- _AIM OF THE EXERCISE_
Throughout the records below, find each line holding "that" and copy it.

- _DATA EXTRACT_
//! `strata personas`: list personas and their allowlists.

use strata_security::PersonaRegistry;

pub fn run() {
    let registry = PersonaRegistry::builtin();
    println!("Personas");
    println!("========");
    for profile in registry.iter() {
        let tools: Vec<&str> = profile.allowed_tools.iter().map(|k| k.as_str()).collect();
        println!();
        println!("  {:<11} {} ({})", profile.key, profile.display_name, profile.role);
        println!("  {:<11} {}", "", tools.join(", "));
    }
}
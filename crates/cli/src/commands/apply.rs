//! `strata apply`: execute a tool payload from a file.
//!
//! The file may hold a bare `{"actions": [...]}` object or model text with
//! an embedded tool block.

use std::path::{Path, PathBuf};

use strata_core::{ActionStatus, OutputStream};
use strata_security::RoleAccessFilter;
use strata_tools::{ActionExecutor, extract, parse_payload};

use super::{CliResult, load_config, model_client, print_results, spawn_printer};

pub async fn run(workspace: Option<PathBuf>, file: &Path, persona: Option<String>) -> CliResult {
    let config = load_config()?;
    let text = tokio::fs::read_to_string(file)
        .await
        .map_err(|e| format!("Failed to read {}: {e}", file.display()))?;

    let actions = if text.trim_start().starts_with('{') {
        parse_payload(&text).map_err(|e| format!("Invalid tool payload: {e}"))?
    } else {
        extract(&text).actions
    };
    if actions.is_empty() {
        println!("No actions found in {}", file.display());
        return Ok(());
    }

    let persona = persona.or_else(|| config.session.default_persona.clone());
    let outcome = RoleAccessFilter::default().filter(actions, persona.as_deref());
    for blocked in &outcome.blocked {
        println!("  [blocked] {}: {}", blocked.action.describe(), blocked.reason);
    }

    let output = OutputStream::default();
    let _printer = spawn_printer(&output);
    let mut executor = ActionExecutor::new(&config, workspace.clone(), output);
    // Image generation is the only action that needs the model service.
    if let Ok(model) = model_client(&config, workspace.as_deref()) {
        executor = executor.with_image_client(model);
    }

    let results = executor.execute_all(&outcome.allowed).await;
    println!();
    print_results(&results);

    let failed = results
        .iter()
        .filter(|r| r.status == ActionStatus::Failed)
        .count();
    println!(
        "\n  {} applied, {} failed, {} blocked",
        results.len() - failed,
        failed,
        outcome.blocked.len()
    );
    Ok(())
}
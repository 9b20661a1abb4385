//! Port and process termination helpers.
//!
//! `killPort` resolves the PIDs listening on a port (`lsof` on Unix,
//! `netstat -aon` on Windows) and force-kills each one.

use std::time::Duration;
use strata_core::ActionError;
use tokio::process::Command;
use tracing::{debug, warn};

/// `Killed 1 background process` / `Killed 3 background processes`.
pub fn killed_background_message(count: usize) -> String {
    let noun = if count == 1 { "process" } else { "processes" };
    format!("Killed {count} background {noun}")
}

/// Kill every process listening on `port`. Returns the PIDs terminated.
pub async fn kill_port(port: u16, timeout: Duration) -> Result<Vec<u32>, ActionError> {
    let pids = listening_pids(port, timeout).await?;
    debug!(port, ?pids, "Resolved listening processes");

    let mut killed = Vec::new();
    for pid in pids {
        match terminate(pid, timeout).await {
            Ok(true) => killed.push(pid),
            Ok(false) => warn!(pid, "Kill command reported failure"),
            Err(e) => warn!(pid, error = %e, "Failed to run kill command"),
        }
    }
    Ok(killed)
}

async fn output_with_timeout(
    program: &str,
    args: &[&str],
    timeout: Duration,
) -> Result<std::process::Output, ActionError> {
    let child = Command::new(program).args(args).kill_on_drop(true).output();
    match tokio::time::timeout(timeout, child).await {
        Ok(result) => result.map_err(|e| ActionError::io(program, e)),
        Err(_) => Err(ActionError::io(
            program,
            std::io::Error::new(std::io::ErrorKind::TimedOut, format!("timed out after {timeout:?}")),
        )),
    }
}

async fn listening_pids(port: u16, timeout: Duration) -> Result<Vec<u32>, ActionError> {
    if cfg!(target_os = "windows") {
        let out = output_with_timeout("netstat", &["-aon"], timeout).await?;
        Ok(parse_netstat_pids(&String::from_utf8_lossy(&out.stdout), port))
    } else {
        // lsof exits 1 when nothing matches; that is an empty result
        let target = format!("-ti:{port}");
        let out = output_with_timeout("lsof", &[target.as_str()], timeout).await?;
        Ok(parse_pid_lines(&String::from_utf8_lossy(&out.stdout)))
    }
}

async fn terminate(pid: u32, timeout: Duration) -> Result<bool, ActionError> {
    let pid_str = pid.to_string();
    let out = if cfg!(target_os = "windows") {
        output_with_timeout("taskkill", &["/F", "/PID", &pid_str], timeout).await?
    } else {
        output_with_timeout("kill", &["-9", &pid_str], timeout).await?
    };
    Ok(out.status.success())
}

/// One PID per line, as printed by `lsof -t`.
pub fn parse_pid_lines(output: &str) -> Vec<u32> {
    let mut pids: Vec<u32> = output
        .lines()
        .filter_map(|l| l.trim().parse().ok())
        .filter(|pid| *pid > 0)
        .collect();
    pids.sort_unstable();
    pids.dedup();
    pids
}

/// PIDs from `netstat -aon` rows whose local address ends in `:<port>`.
pub fn parse_netstat_pids(output: &str, port: u16) -> Vec<u32> {
    let suffix = format!(":{port}");
    let mut pids: Vec<u32> = output
        .lines()
        .filter_map(|line| {
            let cols: Vec<&str> = line.split_whitespace().collect();
            let local = cols.get(1)?;
            if !local.ends_with(&suffix) {
                return None;
            }
            cols.last()?.parse().ok()
        })
        .filter(|pid| *pid > 0)
        .collect();
    pids.sort_unstable();
    pids.dedup();
    pids
}

#[cfg(test)]
mod tests {
    use super::*;

    #[test]
    fn pluralizes_kill_message() {
        assert_eq!(killed_background_message(1), "Killed 1 background process");
        assert_eq!(killed_background_message(0), "Killed 0 background processes");
        assert_eq!(killed_background_message(2), "Killed 2 background processes");
    }

    #[test]
    fn lsof_output_parsing() {
        assert_eq!(parse_pid_lines("4312\n981\n4312\n\n"), vec![981, 4312]);
        assert!(parse_pid_lines("").is_empty());
    }

    #[test]
    fn netstat_output_parsing() {
        let out = "\
  Proto  Local Address          Foreign Address        State           PID
  TCP    0.0.0.0:3000           0.0.0.0:0              LISTENING       1234
  TCP    [::]:3000              [::]:0                 LISTENING       1234
  TCP    0.0.0.0:30001          0.0.0.0:0              LISTENING       999
  TCP    127.0.0.1:52000        127.0.0.1:3000         ESTABLISHED     777
";
        assert_eq!(parse_netstat_pids(out, 3000), vec![1234]);
    }
}
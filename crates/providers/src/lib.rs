//! Model service clients for Strata.
//!
//! All clients implement the `strata_core::ModelClient` trait.
//! [`GeminiClient`] talks to the generative-language REST API;
//! [`RetryingClient`] wraps any client with transient-failure retries.

pub mod gemini;
pub mod retry;

pub use gemini::GeminiClient;
pub use retry::{RetryPolicy, RetryingClient};
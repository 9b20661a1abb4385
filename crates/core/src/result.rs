//! Action results and the session tool log.

use serde::{Deserialize, Serialize};

use crate::action::RawAction;

/// Outcome classification of a single executed action.
#[derive(Debug, Clone, Copy, PartialEq, Eq, Serialize, Deserialize)]
#[serde(rename_all = "lowercase")]
pub enum ActionStatus {
    Success,
    Failed,
    /// A long-running process that is still alive in the background.
    Running,
    /// Not executed: missing required input, or a duplicate in the same batch.
    Skipped,
}

impl ActionStatus {
    pub fn as_str(self) -> &'static str {
        match self {
            Self::Success => "success",
            Self::Failed => "failed",
            Self::Running => "running",
            Self::Skipped => "skipped",
        }
    }
}

impl std::fmt::Display for ActionStatus {
    fn fmt(&self, f: &mut std::fmt::Formatter<'_>) -> std::fmt::Result {
        f.write_str(self.as_str())
    }
}

/// The result of executing one action.
///
/// Serialized shape: `{action, status, exitCode?, outputTail?, message?}`.
#[derive(Debug, Clone, PartialEq, Serialize, Deserialize)]
#[serde(rename_all = "camelCase")]
pub struct ActionResult {
    pub action: RawAction,
    pub status: ActionStatus,
    #[serde(default, skip_serializing_if = "Option::is_none")]
    pub exit_code: Option<i32>,
    #[serde(default, skip_serializing_if = "Option::is_none")]
    pub output_tail: Option<String>,
    #[serde(default, skip_serializing_if = "Option::is_none")]
    pub message: Option<String>,
}

impl ActionResult {
    pub fn success(action: RawAction, message: impl Into<String>) -> Self {
        Self {
            action,
            status: ActionStatus::Success,
            exit_code: None,
            output_tail: None,
            message: Some(message.into()),
        }
    }

    pub fn failed(action: RawAction, message: impl Into<String>) -> Self {
        Self {
            action,
            status: ActionStatus::Failed,
            exit_code: None,
            output_tail: None,
            message: Some(message.into()),
        }
    }

    pub fn skipped(action: RawAction, message: impl Into<String>) -> Self {
        Self {
            action,
            status: ActionStatus::Skipped,
            exit_code: None,
            output_tail: None,
            message: Some(message.into()),
        }
    }

    /// Attach command details (exit code and captured output tail).
    pub fn with_process(mut self, exit_code: Option<i32>, output_tail: impl Into<String>) -> Self {
        self.exit_code = exit_code;
        let tail = output_tail.into();
        self.output_tail = (!tail.is_empty()).then_some(tail);
        self
    }

    pub fn is_success(&self) -> bool {
        self.status == ActionStatus::Success
    }
}

/// Ordered history of every action result produced in a session.
#[derive(Debug, Clone, Default, Serialize, Deserialize)]
pub struct ToolLog {
    entries: Vec<ActionResult>,
}

impl ToolLog {
    pub fn new() -> Self {
        Self::default()
    }

    pub fn push(&mut self, result: ActionResult) {
        self.entries.push(result);
    }

    pub fn extend(&mut self, results: impl IntoIterator<Item = ActionResult>) {
        self.entries.extend(results);
    }

    /// The last `n` entries, oldest first.
    pub fn recent(&self, n: usize) -> &[ActionResult] {
        let start = self.entries.len().saturating_sub(n);
        &self.entries[start..]
    }

    pub fn entries(&self) -> &[ActionResult] {
        &self.entries
    }

    pub fn len(&self) -> usize {
        self.entries.len()
    }

    pub fn is_empty(&self) -> bool {
        self.entries.is_empty()
    }
}

#[cfg(test)]
mod tests {
    use super::*;
    use serde_json::json;

    #[test]
    fn result_serializes_to_camel_case_without_empty_fields() {
        let raw = RawAction::new("runTerminalCommand", json!({"command": "ls"}));
        let result = ActionResult::success(raw, "exit=0").with_process(Some(0), "a\nb\n");
        let value = serde_json::to_value(&result).unwrap();
        assert_eq!(value["status"], "success");
        assert_eq!(value["exitCode"], 0);
        assert_eq!(value["outputTail"], "a\nb\n");
        assert_eq!(value["action"]["type"], "runTerminalCommand");

        let bare = ActionResult::skipped(RawAction::new("fetchUrl", json!({})), "no url");
        let value = serde_json::to_value(&bare).unwrap();
        assert!(value.get("exitCode").is_none());
        assert!(value.get("outputTail").is_none());
        assert_eq!(value["status"], "skipped");
    }

    #[test]
    fn tool_log_recent_returns_tail_in_order() {
        let mut log = ToolLog::new();
        for i in 0..30 {
            log.push(ActionResult::success(
                RawAction::new("readFile", json!({"path": format!("f{i}")})),
                format!("read {i}"),
            ));
        }
        let recent = log.recent(25);
        assert_eq!(recent.len(), 25);
        assert_eq!(recent[0].message.as_deref(), Some("read 5"));
        assert_eq!(recent[24].message.as_deref(), Some("read 29"));
        assert_eq!(log.recent(100).len(), 30);
    }
}
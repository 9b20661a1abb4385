//! The Strata session loop.
//!
//! Each turn follows the same cycle:
//!
//! 1. **Snapshot** the workspace (cached for a short TTL)
//! 2. **Compose** the prompt: system, persona, workspace, tool log, history
//! 3. **Call** the model through the retrier
//! 4. **Extract** the tool block and **filter** it by persona
//! 5. **Apply** the surviving actions, and log every result for the next turn

pub mod context;
pub mod prompt;
pub mod session;

pub use context::{ContextCache, PackageManager, SnapshotBuilder, WorkspaceSignals, WorkspaceSnapshot};
pub use prompt::{CONTINUE_PROMPT, PromptInput, Role, SYSTEM_PROMPT, Turn};
pub use session::{Reply, Session, SessionError, TurnOutcome};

- _EXERCISE SOLUTION_
    // Image generation is the only action that needs the model service.
        // lsof exits 1 when nothing matches; that is an empty result
    /// A long-running process that is still alive in the background.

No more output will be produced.